Il ne répliquait pas à Machiavel sentant que celui-ci ne le comprendrait pas, car tout ce qui pour lui, Léonard, était une joie, pour Nicolas était une peine; le miel de Léonard se transformait en bile chez Nicolas, la profonde haine chez lui était fille de la science parfaite.
—Savez-vous, messer Leonardo, dit Machiavel, désirant selon son habitude terminer la conversation sur une plaisanterie, je m'aperçois seulement maintenant de la grossière erreur de ceux qui vous considèrent comme un hérétique et un impie. Souvenez-vous de ce que je vous dis: le jour du jugement dernier, quand on nous classera brebis et boucs, vous serez parmi les agneaux du Christ et les saints!
—Et avec vous, messer Nicolo! ajouta l'artiste en riant. Si j'entre au paradis, vous m'y accompagnerez.
—Ah! non!... Serviteur! Je cède à l'avance ma place aux amateurs. La tristesse terrestre me suffit.
Et tout à coup son visage s'éclaira de gaieté.
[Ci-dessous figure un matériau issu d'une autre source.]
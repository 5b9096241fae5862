//! Session configuration and config-directory resolution. Config-dir
//! resolution via the `dirs` crate, the minimal standard addition noted
//! in the ambient stack: the teacher persists `HostState` via
//! app-provided paths only, so it carries no equivalent itself.

use std::path::PathBuf;

use bridge_api::{Chain, WalletRecord};

use crate::capture_bridge::CAPTURE_BASE_ENDPOINT;

/// Immutable, per-session configuration. `figma_endpoint` derives from
/// `capture_id` so the two can never disagree.
#[derive(Debug, Clone)]
pub struct CaptureConfig {
    pub wallet: WalletRecord,
    pub chain: Chain,
    pub url: String,
    pub capture_id: String,
    pub figma_endpoint: String,
}

impl CaptureConfig {
    pub fn new(wallet: WalletRecord, chain: Chain, url: impl Into<String>, capture_id: impl Into<String>) -> Self {
        let capture_id = capture_id.into();
        let figma_endpoint = format!("{CAPTURE_BASE_ENDPOINT}/capture/{capture_id}/submit");
        Self {
            wallet,
            chain,
            url: url.into(),
            capture_id,
            figma_endpoint,
        }
    }
}

/// Root directory for wallet store, setup marker and session logs.
/// Resolved via `dirs::config_dir()`, falling back to `.bridge` in the
/// current directory when no platform config dir is available (e.g. a
/// minimal container).
pub fn config_dir() -> PathBuf {
    dirs::config_dir()
        .map(|dir| dir.join("bridge"))
        .unwrap_or_else(|| PathBuf::from(".bridge"))
}

pub fn logs_dir() -> PathBuf {
    config_dir().join("logs")
}

pub fn setup_marker_path() -> PathBuf {
    config_dir().join("setup_complete")
}

pub fn setup_is_complete() -> bool {
    setup_marker_path().exists()
}

pub fn mark_setup_complete() -> std::io::Result<()> {
    std::fs::create_dir_all(config_dir())?;
    std::fs::write(setup_marker_path(), [])
}

#[cfg(test)]
mod tests {
    use super::*;

    #[test]
    fn figma_endpoint_derives_from_capture_id() {
        let wallet = WalletRecord::generate("eph");
        let chain = Chain::new(1, "Ethereum", "https://eth.llamarpc.com").unwrap();
        let config = CaptureConfig::new(wallet, chain, "https://example.com", "u-1");
        assert_eq!(config.figma_endpoint, "https://mcp.figma.com/capture/u-1/submit");
    }

    #[test]
    fn logs_dir_is_nested_under_config_dir() {
        assert_eq!(logs_dir(), config_dir().join("logs"));
    }
}
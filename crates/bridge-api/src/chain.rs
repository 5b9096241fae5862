use serde::{Deserialize, Serialize};

use crate::error::{Error, Result};

/// A chain the bridge can forward RPC calls to.
///
/// `hex_id` is always recomputed from `id`, never stored independently, so
/// the two can't drift apart.
#[derive(Debug, Clone, PartialEq, Eq, Serialize, Deserialize)]
pub struct Chain {
    pub id: u64,
    pub name: String,
    pub rpc: String,
}

impl Chain {
    pub fn new(id: u64, name: impl Into<String>, rpc: impl Into<String>) -> Result<Self> {
        let rpc = rpc.into();
        if id == 0 {
            return Err(Error::InvalidInput("chain id must be positive".into()));
        }
        if !(rpc.starts_with("http://") || rpc.starts_with("https://")) {
            return Err(Error::InvalidInput(format!(
                "chain rpc must be an http(s) url: {rpc}"
            )));
        }
        Ok(Self {
            id,
            name: name.into(),
            rpc,
        })
    }

    /// `"0x" + lowercase hex(id)`, as returned from `eth_chainId`.
    pub fn hex_id(&self) -> String {
        format!("0x{:x}", self.id)
    }

    /// Decimal string, as returned from `net_version`.
    pub fn decimal_id(&self) -> String {
        self.id.to_string()
    }
}

/// The static table of well-known chains plus custom-chain construction.
pub struct ChainRegistry;

impl ChainRegistry {
    pub fn all() -> Vec<Chain> {
        vec![
            Chain::new(1, "Ethereum", "https://eth.llamarpc.com").unwrap(),
            Chain::new(42161, "Arbitrum", "https://arb1.arbitrum.io/rpc").unwrap(),
            Chain::new(8453, "Base", "https://mainnet.base.org").unwrap(),
            Chain::new(137, "Polygon", "https://polygon-rpc.com").unwrap(),
            Chain::new(10, "Optimism", "https://mainnet.optimism.io").unwrap(),
            Chain::new(56, "BNB Chain", "https://bsc-dataseed.binance.org").unwrap(),
            Chain::new(
                43114,
                "Avalanche",
                "https://api.avax.network/ext/bc/C/rpc",
            )
            .unwrap(),
        ]
    }

    pub fn find_by_id(id: u64) -> Option<Chain> {
        Self::all().into_iter().find(|chain| chain.id == id)
    }
}

#[cfg(test)]
mod tests {
    use super::*;

    #[test]
    fn hex_id_tracks_id() {
        let chain = Chain::new(137, "Polygon", "https://polygon-rpc.com").unwrap();
        assert_eq!(chain.hex_id(), "0x89");
        assert_eq!(chain.decimal_id(), "137");
    }

    #[test]
    fn rejects_non_positive_id() {
        assert!(Chain::new(0, "Bad", "https://example.com").is_err());
    }

    #[test]
    fn rejects_non_http_rpc() {
        assert!(Chain::new(1, "Bad", "ftp://example.com").is_err());
    }

    #[test]
    fn builtin_table_has_known_chains() {
        let ids: Vec<u64> = ChainRegistry::all().iter().map(|c| c.id).collect();
        for expected in [1, 42161, 8453, 137, 10, 56, 43114] {
            assert!(ids.contains(&expected), "missing chain {expected}");
        }
        assert_eq!(ChainRegistry::find_by_id(137).unwrap().name, "Polygon");
        assert!(ChainRegistry::find_by_id(999_999).is_none());
    }
}
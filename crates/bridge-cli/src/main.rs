mod workflow;

use std::path::PathBuf;

use anyhow::Result;
use bridge_host::config;
use clap::Parser;

/// Drives a real browser session with an injected wallet and RPC mediator.
#[derive(Parser, Debug)]
#[command(name = "bridge-cli")]
struct Cli {
    /// Override the config directory (defaults to the platform config dir).
    #[arg(long)]
    config_dir: Option<PathBuf>,

    /// Enable verbose logging.
    #[arg(long)]
    debug: bool,
}

#[tokio::main]
async fn main() -> Result<()> {
    let cli = Cli::parse();

    let filter = if cli.debug { "debug" } else { "info" };
    tracing_subscriber::fmt()
        .with_env_filter(tracing_subscriber::EnvFilter::new(filter))
        .init();

    let config_dir = cli.config_dir.unwrap_or_else(config::config_dir);
    workflow::run(workflow::WorkflowArgs { config_dir })
}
—Écoutez, mon ami, voici un rêve que j'eus un jour: On m'avait amené dans une réunion d'affamés et de dépenaillés, de moines, de courtisans, d'esclaves, d'infirmes et de faibles d'esprit, et on me déclara que là étaient ceux de qui il est dit: «Heureux les pauvres d'esprit, le royaume des cieux leur est ouvert.» Puis on m'emmena dans un autre endroit où je vis une foule de grands hommes assemblés en Sénat: des chefs d'armée, des empereurs, des papes, des législateurs, des philosophes: Homère, Alexandre le Grand, Platon, Marc-Aurèle. Ils causaient de sciences, d'arts, d'affaires d'État. Et l'on me dit que c'était l'enfer et les âmes repoussées par Dieu parce qu'elles avaient aimé la sagesse de ce siècle qui est une folie devant le Seigneur. Et on me demanda où je désirais aller: au paradis ou en enfer? «En enfer, me suis-je écrié, en enfer de suite, avec les sages et les héros!»
—Si réellement tout se passe comme dans votre rêve, répondit Léonard, j'avoue que moi aussi...
—Non, il est trop tard! Maintenant vous ne pouvez y échapper. On vous entraînera de force. On récompensera vos vertus chrétiennes par le paradis chrétien.
Lorsqu'ils sortirent du Colisée, la nuit était tombée. L'énorme disque jaune de la lune monta de derrière les voûtes noires de la basilique de Constantin, coupant les nuages transparents comme de la nacre.
Dans l'obscurité vague, embrumée, qui s'étendait de l'Arc de Titus Vespasien jusqu'au Capitole, les trois colonnes solitaires et pâles de Sainte-Marie Libératrice, pareilles à des apparitions, semblaient plus belles encore baisées par le clair de lune. Et la cloche balbutiant et chevrotant l'Angelus nocturne, résonnait plus mélancoliquement encore, comme un glas sanglotant sur le Forum romain.